How to Provide Maximum Pampering for Your Guests
Maybe it’s as simple as adding one extra bar or bartender so that your guests always have one of your signature cocktails in hand; or maybe it’s streamlining events into a single location and five-hour window in order to reduce the amount of “dead” time; or maybe it’s really wowing your nearest and dearest with something fun like a tarot card reader at your Hollywood-themed rehearsal dinner. Any and all of these details are putting your guests at the top of your to-do list.
According to Judy Allen, a lifestyle design expert and bestselling author of 10 professional event planning books including, “Your Stress Free Wedding Planner: Experts’ Best Secrets to Creating Your Dream Wedding (Sourcebooks Casablanca, 2004), in the past, wedding-planning focus, especially for larger, staged wedding productions, was on determining the guest list, finding a venue that will accommodate the guest numbers, deciding where guests will be sitting and creating a showy wedding that will stand out from all the others. The bride and groom were often whisked into the church, whisked away for pictures and then, hours later, presented to guests at the wedding reception, leaving very little time for the couple to actually mingle with their attendees.
“But now smaller, more intimate and spiritual weddings are on the rise,” says Allen, “and the emphasis is on more guest inclusion as opposed to planning a wedding show centered only on the bridal couple.”
An easy way to make your wedding more comfortable for your guests (and to allow you time to actually talk to the people who traveled and went to great expense to celebrate with you), is to select a location where you can have the ceremony, photographs and reception all in one place; if you are getting married in a church, try to have the reception within easy walking distance or provide transportation. In fact, even if you have a single location, consider providing transportation from a hotel or two.
“I highly recommend investing in guest shuttles, especially if you have a high percentage of out of town guests,” says Carmen Bailey, a wedding planner with Ella Events Portland in Portland, Ore. Shuttles eliminate the need for rental cars, confusion over directions and parking, and the risk of drinking and driving. Multiple shuttles are ideal so that the elderly and families with young children can leave earlier if they wish.
Bailey’s other tips for making your nuptials easier for your guests include creating welcome bags for the hotel rooms that contain little goodies specific to your hometown, a bottle of water, maps of things to do and a reminder of the schedule of events for the wedding weekend, as well as providing clear direction as the guests move from one event to the next.

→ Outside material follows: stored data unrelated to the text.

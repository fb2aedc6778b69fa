//! Subcommand implementations.
//!
//! Each command returns a process exit code: `0` when every check passed,
//! `1` otherwise. Setup failures (no database, unreadable fixtures) are
//! returned as errors instead.

pub mod migrate;
pub mod preview;
pub mod resolve;
pub mod seed;
pub mod verify;

use agency_core::check::CheckReport;
use agency_db::DbPool;
use anyhow::Context;

use crate::cli::{Command, SeedCommand, VerifyCommand};
use crate::config::OpsConfig;

/// Dispatch a parsed command.
pub async fn run(command: Command, config: &OpsConfig) -> anyhow::Result<i32> {
    match command {
        Command::Migrate => {
            let pool = connect(config).await?;
            migrate::run(&pool).await?;
            Ok(0)
        }
        Command::Resolve(args) => Ok(resolve::run(&args, config.month_policy)),
        Command::Preview(args) => {
            let pool = match args.template {
                Some(_) => Some(connect(config).await?),
                None => None,
            };
            preview::run(pool.as_ref(), &args).await
        }
        Command::Seed(seed) => {
            let pool = connect(config).await?;
            let report = match seed {
                SeedCommand::Users { file } => seed::users(&pool, file.as_deref()).await?,
                SeedCommand::Templates { file } => {
                    seed::templates(&pool, &config.seed_admin_email, file.as_deref()).await?
                }
                SeedCommand::Service(args) => {
                    seed::service(&pool, &config.seed_admin_email, &args).await
                }
            };
            Ok(finish(&report))
        }
        Command::Verify(verify) => {
            let pool = connect(config).await?;
            let report = match verify {
                VerifyCommand::Templates => verify::templates(&pool).await?,
                VerifyCommand::Service { id } => verify::service(&pool, id).await?,
            };
            Ok(finish(&report))
        }
    }
}

async fn connect(config: &OpsConfig) -> anyhow::Result<DbPool> {
    let url = config.require_database_url()?;
    let pool = agency_db::create_pool_with(url, config.max_connections)
        .await
        .context("Failed to connect to database")?;
    agency_db::health_check(&pool)
        .await
        .context("Database health check failed")?;
    tracing::info!("Database connection pool created");
    Ok(pool)
}

fn finish(report: &CheckReport) -> i32 {
    if report.all_passed() {
        tracing::info!(summary = %report.summary(), "All checks passed");
    } else {
        for failure in report.failures() {
            tracing::warn!(check = failure.name(), "Failed");
        }
        tracing::warn!(summary = %report.summary(), "Some checks failed");
    }
    println!("{}", report.summary());
    report.exit_code()
}
/// All database primary keys are PostgreSQL BIGSERIAL.
pub type DbId = i64;

/// All timestamps are UTC.
pub type Timestamp = chrono::DateTime<chrono::Utc>;

/// Calendar dates (service start, milestone and task due dates) carry no zone.
pub type CalendarDate = chrono::NaiveDate;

This direction can be achieved with greeters, ushers, escort cards or signage, if appropriate, such as clearly demarcated restrooms if your wedding is held at an unusual or outdoor venue.
Keeping guest demographics in mind when planning the wedding reception will also help make your wedding more comfortable and guest friendly, adds Allen. For example, if you are planning a standup cocktail reception before the dinner, be sure that scattered seating (a third or more of the guest list numbers) is arranged for your senior guests or those who may be pregnant or have health issues. And, space permitting, request tables that are big enough for 10, but actually set them for eight so that guests of all sizes have ample space at the dinner table.
But once you have all the elements in place to make your guests more comfortable, it’s time to put a smile on their face.
Have a rehearsal-dinner barbeque for everyone invited, suggests Bailey, or offer something more personal and pampering. For one lucky batch of wedding guests that came to Oregon, Bailey helped organize a wedding weekend all-day wine tour with a picnic lunch and a special tour of Powells Books, an independent bookstore and Portland icon.
“Include one wow element that guests will really remember,” agrees Allen. “It doesn’t have to be costly but it should be creative.” At a Cinderella-themed wedding Allen orchestrated, they had a white-chocolate fountain in the shape of a glass slipper, and the wedding favor was a star-shaped cookie “magic wand” with a wish for the guests from the bride and groom attached.
If your budget is tight, skip the cookie but still provide your guests with a heartfelt wish that they can take with them – a simple gesture that shows you are aware that the whole point of throwing a wedding in the first place is to share your happiness and sense of family with those you truly love.